> **DATA FOR PROCESSING**
★ ★ ★ ★ ★

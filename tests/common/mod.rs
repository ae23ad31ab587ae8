//! Shared test infrastructure for countdown-widget integration tests

#![allow(dead_code)] // Items used across multiple test files; Rust analyzes per-file

use std::cell::Cell;
use std::collections::HashMap;

use countdown_widget::state::StoredValue;
use countdown_widget::{
    Channel, ChannelState, Emphasis, FontSize, Instant, KeyValueStore, SlotId, Theme, ThemeSink,
    TimeSource, VisualTree,
};

// ============================================================================
// Mock Time Source
// ============================================================================

/// Mock time source with controllable time advancement
pub struct MockTimeSource {
    current_time: Cell<Instant>,
}

impl MockTimeSource {
    pub fn new() -> Self {
        Self::at(0)
    }

    pub fn at(millis: i64) -> Self {
        Self {
            current_time: Cell::new(Instant::from_unix_millis(millis)),
        }
    }

    /// Advance time by the given number of milliseconds
    pub fn advance(&self, millis: i64) {
        let current = self.current_time.get().as_unix_millis();
        self.current_time.set(Instant::from_unix_millis(current + millis));
    }

    pub fn set_time(&self, time: Instant) {
        self.current_time.set(time);
    }
}

impl TimeSource for MockTimeSource {
    fn now(&self) -> Instant {
        self.current_time.get()
    }
}

// ============================================================================
// Mock Store
// ============================================================================

/// In-memory key-value store
#[derive(Debug, Default, Clone)]
pub struct MemoryStore {
    values: HashMap<String, String>,
}

impl MemoryStore {
    pub fn new() -> Self {
        Self::default()
    }

    pub fn with(mut self, key: &str, value: &str) -> Self {
        self.values.insert(key.to_string(), value.to_string());
        self
    }

    pub fn value(&self, key: &str) -> Option<&str> {
        self.values.get(key).map(String::as_str)
    }
}

impl KeyValueStore for MemoryStore {
    fn get(&self, key: &str) -> Option<StoredValue> {
        StoredValue::try_from(self.values.get(key)?.as_str()).ok()
    }

    fn set(&mut self, key: &str, value: &str) {
        self.values.insert(key.to_string(), value.to_string());
    }
}

// ============================================================================
// Recording Visual Tree
// ============================================================================

/// A single operation performed on a [`RecordingTree`]
#[derive(Debug, Clone, PartialEq)]
pub enum TreeOp<K> {
    Create { slot: K, parent: K, before: Option<K> },
    Detach(K),
    SetText(K, String),
    SetFontSize(K, String),
    SetEmphasis(K, Emphasis),
}

#[derive(Debug, Clone)]
struct Node<K> {
    slot: K,
    parent: Option<K>,
    children: Vec<K>,
    text: String,
    font_size: Option<String>,
    emphasis: Option<Emphasis>,
}

/// Visual tree that models parent/child order and records every operation
pub struct RecordingTree<K: SlotId> {
    nodes: Vec<Node<K>>,
    ops: Vec<TreeOp<K>>,
}

impl<K: SlotId + std::fmt::Debug> RecordingTree<K> {
    /// Tree holding only the host-supplied root
    pub fn with_root(root: K) -> Self {
        Self {
            nodes: vec![Node {
                slot: root,
                parent: None,
                children: Vec::new(),
                text: String::new(),
                font_size: None,
                emphasis: None,
            }],
            ops: Vec::new(),
        }
    }

    /// Tree without any slot
    pub fn empty() -> Self {
        Self {
            nodes: Vec::new(),
            ops: Vec::new(),
        }
    }

    pub fn children(&self, slot: K) -> Vec<K> {
        self.node(slot).map(|node| node.children.clone()).unwrap_or_default()
    }

    pub fn parent(&self, slot: K) -> Option<K> {
        self.node(slot).and_then(|node| node.parent)
    }

    pub fn text(&self, slot: K) -> Option<&str> {
        self.node(slot).map(|node| node.text.as_str())
    }

    pub fn font_size(&self, slot: K) -> Option<&str> {
        self.node(slot).and_then(|node| node.font_size.as_deref())
    }

    pub fn emphasis(&self, slot: K) -> Option<Emphasis> {
        self.node(slot).and_then(|node| node.emphasis)
    }

    /// Every slot in the tree, depth first in document order
    pub fn slots(&self) -> Vec<K> {
        let mut out = Vec::new();
        for node in self.nodes.iter().filter(|node| node.parent.is_none()) {
            self.collect(node.slot, &mut out);
        }
        out
    }

    /// Concatenated text of every slot in document order
    pub fn rendered(&self) -> String {
        self.slots()
            .into_iter()
            .filter_map(|slot| self.text(slot))
            .collect()
    }

    pub fn ops(&self) -> &[TreeOp<K>] {
        &self.ops
    }

    pub fn clear_ops(&mut self) {
        self.ops.clear();
    }

    /// Adds a slot outside the displays' control, as stale markup would
    pub fn insert_foreign(&mut self, slot: K, parent: K) {
        self.insert(slot, parent, None);
    }

    fn collect(&self, slot: K, out: &mut Vec<K>) {
        out.push(slot);
        for child in self.children(slot) {
            self.collect(child, out);
        }
    }

    fn node(&self, slot: K) -> Option<&Node<K>> {
        self.nodes.iter().find(|node| node.slot == slot)
    }

    fn node_mut(&mut self, slot: K) -> Option<&mut Node<K>> {
        self.nodes.iter_mut().find(|node| node.slot == slot)
    }

    fn insert(&mut self, slot: K, parent: K, before: Option<K>) {
        assert!(self.node(slot).is_none(), "{:?} created twice", slot);

        let parent_node = self
            .node_mut(parent)
            .unwrap_or_else(|| panic!("parent {:?} of {:?} is missing", parent, slot));
        match before {
            Some(before) => {
                let index = parent_node
                    .children
                    .iter()
                    .position(|child| *child == before)
                    .unwrap_or_else(|| panic!("{:?} is not a child of {:?}", before, parent));
                parent_node.children.insert(index, slot);
            }
            None => parent_node.children.push(slot),
        }

        self.nodes.push(Node {
            slot,
            parent: Some(parent),
            children: Vec::new(),
            text: String::new(),
            font_size: None,
            emphasis: None,
        });
    }

    fn remove_subtree(&mut self, slot: K) {
        for child in self.children(slot) {
            self.remove_subtree(child);
        }
        self.nodes.retain(|node| node.slot != slot);
    }
}

impl<K: SlotId + std::fmt::Debug> VisualTree<K> for RecordingTree<K> {
    fn contains(&self, slot: K) -> bool {
        self.node(slot).is_some()
    }

    fn create(&mut self, slot: K, parent: K, before: Option<K>) {
        self.ops.push(TreeOp::Create { slot, parent, before });
        self.insert(slot, parent, before);
    }

    fn detach(&mut self, slot: K) {
        self.ops.push(TreeOp::Detach(slot));
        if let Some(parent) = self.parent(slot) {
            if let Some(parent) = self.node_mut(parent) {
                parent.children.retain(|child| *child != slot);
            }
        }
        self.remove_subtree(slot);
    }

    fn set_text(&mut self, slot: K, text: &str) {
        self.ops.push(TreeOp::SetText(slot, text.to_string()));
        if let Some(node) = self.node_mut(slot) {
            node.text = text.to_string();
        }
    }

    fn set_font_size(&mut self, slot: K, size: &FontSize) {
        let css = size.to_string();
        self.ops.push(TreeOp::SetFontSize(slot, css.clone()));
        if let Some(node) = self.node_mut(slot) {
            node.font_size = Some(css);
        }
    }

    fn set_emphasis(&mut self, slot: K, emphasis: Emphasis) {
        self.ops.push(TreeOp::SetEmphasis(slot, emphasis));
        if let Some(node) = self.node_mut(slot) {
            node.emphasis = Some(emphasis);
        }
    }
}

// ============================================================================
// Mock Channel
// ============================================================================

/// Channel that records sent frames. `open` and `close` only start the
/// transition; tests complete it with [`MockChannel::set_state`].
#[derive(Debug)]
pub struct MockChannel {
    state: ChannelState,
    sent: Vec<Vec<u8>>,
    opened: u32,
    closed: u32,
}

impl MockChannel {
    pub fn new() -> Self {
        Self {
            state: ChannelState::Closed,
            sent: Vec::new(),
            opened: 0,
            closed: 0,
        }
    }

    pub fn set_state(&mut self, state: ChannelState) {
        self.state = state;
    }

    pub fn sent(&self) -> &[Vec<u8>] {
        &self.sent
    }

    pub fn open_calls(&self) -> u32 {
        self.opened
    }

    pub fn close_calls(&self) -> u32 {
        self.closed
    }
}

impl Channel for MockChannel {
    fn open(&mut self) {
        self.opened += 1;
        self.state = ChannelState::Connecting;
    }

    fn close(&mut self) {
        self.closed += 1;
        self.state = ChannelState::Closing;
    }

    fn send(&mut self, frame: &[u8]) {
        self.sent.push(frame.to_vec());
    }

    fn state(&self) -> ChannelState {
        self.state
    }
}

// ============================================================================
// Mock Theme Sink
// ============================================================================

/// Records every applied theme
#[derive(Debug, Default)]
pub struct RecordingTheme {
    applied: Vec<Theme>,
}

impl RecordingTheme {
    pub fn new() -> Self {
        Self::default()
    }

    pub fn applied(&self) -> &[Theme] {
        &self.applied
    }
}

impl ThemeSink for RecordingTheme {
    fn apply_theme(&mut self, theme: Theme) {
        self.applied.push(theme);
    }
}

// ============================================================================
// Test Helper Functions
// ============================================================================

/// Unix milliseconds of a UTC calendar datetime
pub fn utc_millis(year: i32, month: u32, day: u32, hour: u32, minute: u32, second: u32) -> i64 {
    use chrono::TimeZone;
    chrono::Utc
        .with_ymd_and_hms(year, month, day, hour, minute, second)
        .unwrap()
        .timestamp_millis()
}

/// Instant of a UTC calendar datetime
pub fn utc(year: i32, month: u32, day: u32, hour: u32, minute: u32, second: u32) -> Instant {
    Instant::from_unix_millis(utc_millis(year, month, day, hour, minute, second))
}

/// Big-endian frame carrying `value`
pub fn frame(value: i64) -> [u8; 8] {
    value.to_be_bytes()
}
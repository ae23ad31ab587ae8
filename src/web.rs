//! Browser adapters over `web-sys`.
//!
//! Enabled with the `web` feature on `wasm32`. The host still owns the timers
//! and the WebSocket; these types only cover the clock, local storage, the
//! theme and the DOM.

use core::marker::PhantomData;

use wasm_bindgen::JsCast;
use web_sys::{Document, Element, HtmlElement, Storage};

use crate::logging::warning;
use crate::state::{KeyValueStore, StoredValue};
use crate::theme::{Theme, ThemeSink};
use crate::time::{Instant, TimeSource};
use crate::visual::{Emphasis, FontSize, SlotId, VisualTree};

/// Wall clock backed by `Date.now()`.
#[derive(Debug, Clone, Copy, Default)]
pub struct JsClock;

impl TimeSource for JsClock {
    fn now(&self) -> Instant {
        Instant::from_unix_millis(js_sys::Date::now() as i64)
    }
}

/// [`KeyValueStore`] over `window.localStorage`.
///
/// Without storage access (private browsing, sandboxed frames) reads miss and
/// writes are dropped, so every display falls back to its default mode.
pub struct LocalStorage {
    storage: Option<Storage>,
}

impl LocalStorage {
    pub fn new() -> Self {
        let storage = web_sys::window().and_then(|window| window.local_storage().ok().flatten());
        if storage.is_none() {
            warning!("local storage unavailable");
        }
        Self { storage }
    }
}

impl Default for LocalStorage {
    fn default() -> Self {
        Self::new()
    }
}

impl KeyValueStore for LocalStorage {
    fn get(&self, key: &str) -> Option<StoredValue> {
        let value = self.storage.as_ref()?.get_item(key).ok().flatten()?;
        StoredValue::try_from(value.as_str()).ok()
    }

    fn set(&mut self, key: &str, value: &str) {
        if let Some(storage) = &self.storage {
            if storage.set_item(key, value).is_err() {
                warning!("failed to persist a display state");
            }
        }
    }
}

/// [`ThemeSink`] setting `data-theme` on the document body.
pub struct BodyTheme {
    document: Document,
}

impl BodyTheme {
    pub fn new(document: Document) -> Self {
        Self { document }
    }
}

impl ThemeSink for BodyTheme {
    fn apply_theme(&mut self, theme: Theme) {
        let Some(body) = self.document.body() else {
            return;
        };
        if body.set_attribute("data-theme", theme.as_str()).is_err() {
            warning!("failed to apply the theme");
        }
    }
}

/// Reads the `prefers-color-scheme: dark` media query.
pub fn prefers_dark() -> bool {
    web_sys::window()
        .and_then(|window| window.match_media("(prefers-color-scheme: dark)").ok().flatten())
        .is_some_and(|query| query.matches())
}

/// [`VisualTree`] over the page's DOM, addressing slots by element id.
///
/// Slots whose id ends in `-container` are created as `div`s, all others as
/// `span`s. Spacer slots carry the `spacer` class.
pub struct DomTree<K: SlotId> {
    document: Document,
    _slots: PhantomData<K>,
}

impl<K: SlotId> DomTree<K> {
    pub fn new(document: Document) -> Self {
        Self {
            document,
            _slots: PhantomData,
        }
    }

    /// Uses `window.document`, if there is one.
    pub fn from_window() -> Option<Self> {
        web_sys::window()
            .and_then(|window| window.document())
            .map(Self::new)
    }

    fn element(&self, slot: K) -> Option<Element> {
        self.document.get_element_by_id(slot.id())
    }

    fn base_class(slot: K) -> &'static str {
        if slot.id().ends_with("-spacer") {
            "spacer"
        } else {
            ""
        }
    }
}

impl<K: SlotId> VisualTree<K> for DomTree<K> {
    fn contains(&self, slot: K) -> bool {
        self.element(slot).is_some()
    }

    fn create(&mut self, slot: K, parent: K, before: Option<K>) {
        let Some(parent) = self.element(parent) else {
            warning!("cannot create a slot under a missing parent");
            return;
        };

        let tag = if slot.id().ends_with("-container") {
            "div"
        } else {
            "span"
        };
        let Ok(element) = self.document.create_element(tag) else {
            return;
        };
        element.set_id(slot.id());
        element.set_class_name(Self::base_class(slot));

        let sibling = before.and_then(|before| self.element(before));
        let inserted = match sibling {
            Some(sibling) => parent.insert_before(&element, Some(&sibling)),
            None => parent.append_child(&element),
        };
        if inserted.is_err() {
            warning!("failed to insert a slot");
        }
    }

    fn detach(&mut self, slot: K) {
        if let Some(element) = self.element(slot) {
            element.remove();
        }
    }

    fn set_text(&mut self, slot: K, text: &str) {
        if let Some(element) = self.element(slot) {
            element.set_text_content(Some(text));
        }
    }

    fn set_font_size(&mut self, slot: K, size: &FontSize) {
        let Some(element) = self
            .element(slot)
            .and_then(|element| element.dyn_into::<HtmlElement>().ok())
        else {
            return;
        };

        let value = size.to_string();
        if element.style().set_property("font-size", &value).is_err() {
            warning!("failed to set a font size");
        }
    }

    fn set_emphasis(&mut self, slot: K, emphasis: Emphasis) {
        let Some(element) = self.element(slot) else {
            return;
        };

        let emphasis_class = match emphasis {
            Emphasis::Normal => "",
            Emphasis::Dimmed => "very-dim-fg-color",
            Emphasis::Hidden => "hidden",
        };
        let base = Self::base_class(slot);
        let class = match (base.is_empty(), emphasis_class.is_empty()) {
            (true, _) => emphasis_class.to_string(),
            (false, true) => base.to_string(),
            (false, false) => format!("{} {}", base, emphasis_class),
        };
        element.set_class_name(&class);
    }
}
#![cfg_attr(not(feature = "std"), no_std)]
#![doc = include_str!("../README.md")]

//! # Core Concepts
//!
//! - **`CalendarDuration`**: Years/months/days/… between two instants, with calendar-month borrowing
//! - **`CountdownEngine`**: Recomputes the duration on each tick and queues per-unit changes
//! - **`CountdownRenderer`**: Keeps a countdown display's slots in sync with its mode and the changes
//! - **`UserStatistic`**: Shows how much the user's refresh clicks added to the countdown
//! - **`DatetimeDisplay`**: Shows the target datetime in one of three formats
//! - **`ThemeState`**: Persisted light/dark preference
//! - **`LiveClient`**: Decodes server frames and owns the reconnect policy
//! - **`CountdownApp`**: Ties all of the above to a host
//! - **`TimeSource`**, **`KeyValueStore`**, **`VisualTree`**, **`Channel`**, **`ThemeSink`**: Traits to implement for your platform
//!
//! The crate never sleeps or spawns timers. Operations return a
//! [`ServiceTiming`] or a deadline and the host arms its own timers.

mod logging;

pub mod time;
pub mod types;
pub mod calendar;
pub mod state;
pub mod engine;
pub mod visual;
pub mod renderer;
pub mod statistic;
pub mod datetime;
pub mod theme;
pub mod live;
pub mod config;
pub mod command;
pub mod app;

#[cfg(all(target_arch = "wasm32", feature = "web"))]
pub mod web;

pub use app::{CountdownApp, Host, HostParts, WidgetError};
pub use calendar::{compute_duration, CalendarDuration, CalendarError};
pub use command::WidgetAction;
pub use config::WidgetConfig;
pub use datetime::{DatetimeDisplay, DatetimeMode, DatetimeSlot};
pub use engine::{CountdownEngine, EngineError, ServiceTiming, TickState};
pub use live::{BackoffStrategy, Channel, ChannelEvent, ChannelState, FrameError, LiveClient, LiveEvent};
pub use renderer::{CountdownMode, CountdownRenderer, CountdownSlot};
pub use state::{CyclicMode, DisplayState, KeyValueStore, ModeState};
pub use statistic::{StatisticMode, StatisticSlot, UserStatistic};
pub use theme::{Theme, ThemeSink, ThemeState};
pub use time::{Instant, TickInterval, TimeSource};
pub use types::{CountdownUnit, UnitChange};
pub use visual::{Emphasis, FontSize, RenderError, SlotId, VisualTree};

★ ★ ★ ★ ★

> **TASK DESCRIPTION**
Retrieve all lines from the data that contain the string "Shows".

> **THE ANSWER**
//! - **`UserStatistic`**: Shows how much the user's refresh clicks added to the countdown
//! - **`DatetimeDisplay`**: Shows the target datetime in one of three formats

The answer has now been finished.